Carnival, the world's largest cruise line, has said that if the sting of the poison pills can be reduced it is prepared to share the savings with Princess's shareholders and increase its offer. The US company is offering 200p cash and 0.14 of a share for every Princess share, valuing Princess at 459p a share based on Carnival's Friday night close of $27.63.

Analysts have said that Carnival, which is controlled by the Arison family, will need to raise its offer to at least 500p a share in order to have any chance of success. On Friday, Princess closed up 14.5p at 399p.

While Mr Ratcliffe last week appeared to have softened his stance towards Carnival, by agreeing to postpone an extraordinary shareholders meeting by some six weeks to 14 February, he has repeatedly refused to meet Mickey Arison, Carnival's chief executive.

Mr Ratcliffe has said that he would not talk to the hostile party without "a firm and superior offer". He gave Carnival until 18 January to step in with an unconditional offer and prove that its play for Princess was not merely a "spoiling tactic". On three occasions in the past four years Carnival has stepped in with an offer for a rival company, only to later walk away.

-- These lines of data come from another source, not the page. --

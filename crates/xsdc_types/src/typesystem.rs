//! The immutable, queryable compilation result.

use crate::builtin::builtin_pool;
use crate::component::{ComponentKind, SchemaComponent};
use crate::container::SealedContainer;
use crate::rref::ComponentLookup;
use std::collections::HashMap;
use std::sync::Arc;
use xsdc_common::QName;

/// Read-only lookup interface of an externally linked type system.
///
/// A compile may link against previously built systems; lookups satisfied
/// here are fixed external dependencies and never enter the incremental
/// dependency graph.
pub trait SchemaTypeLoader: Send + Sync {
    /// Finds a component of the given kind and name.
    fn find_component(&self, kind: ComponentKind, name: &QName) -> Option<Arc<SchemaComponent>>;

    /// Returns `true` if this loader defines any component in `namespace`.
    fn is_namespace_defined(&self, namespace: &str) -> bool;

    /// Finds a global type definition.
    fn find_type(&self, name: &QName) -> Option<Arc<SchemaComponent>> {
        self.find_component(ComponentKind::Type, name)
    }

    /// Finds a global element declaration.
    fn find_element(&self, name: &QName) -> Option<Arc<SchemaComponent>> {
        self.find_component(ComponentKind::Element, name)
    }

    /// Finds a global attribute declaration.
    fn find_attribute(&self, name: &QName) -> Option<Arc<SchemaComponent>> {
        self.find_component(ComponentKind::Attribute, name)
    }

    /// Finds a named model group.
    fn find_model_group(&self, name: &QName) -> Option<Arc<SchemaComponent>> {
        self.find_component(ComponentKind::ModelGroup, name)
    }

    /// Finds a named attribute group.
    fn find_attribute_group(&self, name: &QName) -> Option<Arc<SchemaComponent>> {
        self.find_component(ComponentKind::AttributeGroup, name)
    }

    /// Finds an identity constraint.
    fn find_identity_constraint(&self, name: &QName) -> Option<Arc<SchemaComponent>> {
        self.find_component(ComponentKind::IdentityConstraint, name)
    }
}

/// A resolved, self-consistent schema type system.
///
/// Built once from a finished compilation and immutable thereafter; safe
/// to share across threads. Lookups delegate to the per-namespace sealed
/// containers, so the global view and the containers cannot drift apart.
pub struct TypeSystem {
    name: String,
    incomplete: bool,
    containers: HashMap<String, SealedContainer>,
    linker: Option<Arc<dyn SchemaTypeLoader>>,
}

impl TypeSystem {
    /// Assembles a type system from sealed containers.
    ///
    /// `incomplete` marks a partial system produced by a compile whose
    /// every error was recovered; incomplete systems cannot be saved to
    /// the binary store.
    pub fn new(
        name: impl Into<String>,
        containers: HashMap<String, SealedContainer>,
        incomplete: bool,
        linker: Option<Arc<dyn SchemaTypeLoader>>,
    ) -> Self {
        Self {
            name: name.into(),
            incomplete,
            containers,
            linker,
        }
    }

    /// The type system's name.
    pub fn name(&self) -> &str {
        &self.name
    }

    /// Returns `true` if this is a partial (recovered-errors) system.
    pub fn is_incomplete(&self) -> bool {
        self.incomplete
    }

    /// The namespaces this system defines, in no particular order.
    pub fn namespaces(&self) -> impl Iterator<Item = &str> {
        self.containers.keys().map(String::as_str)
    }

    /// Returns `true` if this system defines components in `namespace`.
    pub fn defines_namespace(&self, namespace: &str) -> bool {
        self.containers.contains_key(namespace)
    }

    /// The container for a namespace, if this system defines it.
    pub fn container(&self, namespace: &str) -> Option<&SealedContainer> {
        self.containers.get(namespace)
    }

    /// All containers.
    pub fn containers(&self) -> impl Iterator<Item = &SealedContainer> {
        self.containers.values()
    }

    /// Consumes the system, yielding its containers for carry-forward into
    /// an incremental rebuild.
    pub fn into_containers(self) -> HashMap<String, SealedContainer> {
        self.containers
    }

    /// Enumerates the global components of one kind in one namespace.
    pub fn globals_of(
        &self,
        namespace: &str,
        kind: ComponentKind,
    ) -> impl Iterator<Item = &Arc<SchemaComponent>> {
        self.containers
            .get(namespace)
            .into_iter()
            .flat_map(move |c| c.components_of(kind))
    }

    /// Enumerates every component in the system.
    pub fn all_components(&self) -> impl Iterator<Item = &Arc<SchemaComponent>> {
        self.containers.values().flat_map(|c| c.components().iter())
    }

    fn find_local(&self, kind: ComponentKind, name: &QName) -> Option<Arc<SchemaComponent>> {
        self.containers
            .get(&name.namespace)
            .and_then(|c| c.find(kind, &name.local))
            .cloned()
    }
}

impl SchemaTypeLoader for TypeSystem {
    fn find_component(&self, kind: ComponentKind, name: &QName) -> Option<Arc<SchemaComponent>> {
        self.find_local(kind, name)
    }

    fn is_namespace_defined(&self, namespace: &str) -> bool {
        self.defines_namespace(namespace)
    }
}

/// Ref resolution view: own containers, then the builtin pool, then the
/// external linker chain.
impl ComponentLookup for TypeSystem {
    fn lookup(&self, kind: ComponentKind, name: &QName) -> Option<Arc<SchemaComponent>> {
        if let Some(c) = self.find_local(kind, name) {
            return Some(c);
        }
        if let Some(c) = builtin_pool().lookup(kind, name) {
            return Some(c);
        }
        self.linker
            .as_ref()
            .and_then(|l| l.find_component(kind, name))
    }
}

#[cfg(test)]
mod tests {
    use super::*;
    use crate::builtin::BUILTIN_NAMESPACE;
    use crate::component::ComponentPayload;
    use crate::container::ContainerBuilder;

    fn ty(ns: &str, local: &str) -> Arc<SchemaComponent> {
        Arc::new(SchemaComponent::new(
            QName::new(ns, local),
            ComponentPayload::Type {
                is_complex: false,
                base: None,
            },
            "file:///t.xsd",
        ))
    }

    fn system_with(ns: &str, locals: &[&str]) -> TypeSystem {
        let mut b = ContainerBuilder::new(ns);
        for l in locals {
            b.add(ty(ns, l));
        }
        let mut containers = HashMap::new();
        containers.insert(ns.to_string(), b.seal("sys"));
        TypeSystem::new("sys", containers, false, None)
    }

    #[test]
    fn find_type_in_own_namespace() {
        let sys = system_with("http://a", &["T"]);
        assert!(sys.find_type(&QName::new("http://a", "T")).is_some());
        assert!(sys.find_type(&QName::new("http://a", "U")).is_none());
        assert!(sys.find_type(&QName::new("http://b", "T")).is_none());
    }

    #[test]
    fn lookup_falls_through_to_builtins() {
        let sys = system_with("http://a", &["T"]);
        assert!(sys
            .lookup(ComponentKind::Type, &QName::new(BUILTIN_NAMESPACE, "string"))
            .is_some());
    }

    #[test]
    fn lookup_consults_linker_last() {
        let linked = Arc::new(system_with("http://lib", &["L"]));
        let mut b = ContainerBuilder::new("http://a");
        b.add(ty("http://a", "T"));
        let mut containers = HashMap::new();
        containers.insert("http://a".to_string(), b.seal("sys"));
        let sys = TypeSystem::new("sys", containers, false, Some(linked));

        assert!(sys
            .lookup(ComponentKind::Type, &QName::new("http://lib", "L"))
            .is_some());
        // But the loader surface only exposes locally defined components.
        assert!(sys.find_type(&QName::new("http://lib", "L")).is_none());
    }

    #[test]
    fn enumeration_per_namespace() {
        let sys = system_with("http://a", &["T", "U"]);
        let names: Vec<_> = sys
            .globals_of("http://a", ComponentKind::Type)
            .map(|c| c.name.local.clone())
            .collect();
        assert_eq!(names, vec!["T", "U"]);
        assert_eq!(sys.globals_of("http://b", ComponentKind::Type).count(), 0);
    }
}
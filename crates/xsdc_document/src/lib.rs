//! The parsed schema document model and its external boundaries.
//!
//! XML parsing is out of scope for the compiler: documents arrive through
//! the [`DocumentParser`] trait already broken into target namespace,
//! composition clauses (`import`/`include`/`redefine`) and top-level
//! declarations. Entity resolution (catalog redirects, in-memory streams)
//! is likewise a trait boundary. The compiler's own state is the
//! [`DocumentSet`], a dense arena of downloaded documents keyed by
//! [`DocId`].

#![warn(missing_docs)]

pub mod doc_set;
pub mod model;
pub mod properties;
pub mod traits;

pub use doc_set::{DocId, DocumentSet};
pub use model::{
    AttributeDecl, AttributeGroupDecl, ElementDecl, IdentityCategory, IdentityConstraintDecl,
    ImportClause, IncludeClause, ModelGroupDecl, ParticleDecl, RawQName, RedefineClause,
    SchemaDocument, TypeDecl,
};
pub use properties::DocumentProperties;
pub use traits::{DocumentError, DocumentParser, EntityResolver, ResolvedEntity};
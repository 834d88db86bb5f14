//! Structured diagnostics for the XSDC schema compiler.
//!
//! All user-facing problems are [`Diagnostic`] values appended to a
//! [`DiagnosticSink`]; they are never thrown. The sink additionally tracks
//! how many errors were individually recovered, which drives the
//! partial-type-system decision at the end of a compile.

#![warn(missing_docs)]

pub mod code;
pub mod diagnostic;
pub mod location;
pub mod severity;
pub mod sink;

pub use code::{Category, DiagnosticCode};
pub use diagnostic::Diagnostic;
pub use location::SourceLocation;
pub use severity::Severity;
pub use sink::DiagnosticSink;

However, Mr Arison insists he is committed to Princess, highlighting several conversations he has had in the past with Lord Sterling of Plaistow, P&O's chairman.

Carnival is also understood to be close to issuing a statement detailing the level of synergy benefits it can achieve by acquiring Princess. This could be crucial in determining whether the US company can increase its offer, analysts argue. Princess and Royal Caribbean have forecast $100m of annualised synergies.

Meanwhile, Carnival is preparing to appeal to the full Takeover Panel regarding the scale of the $62.5m poison pill, which is twice as much as would be allowed under UK takeover rules. This, however, follows a ruling last week from the panel's executive that the Princess/Royal Caribbean merger falls outside its remit because of its dual listing structure.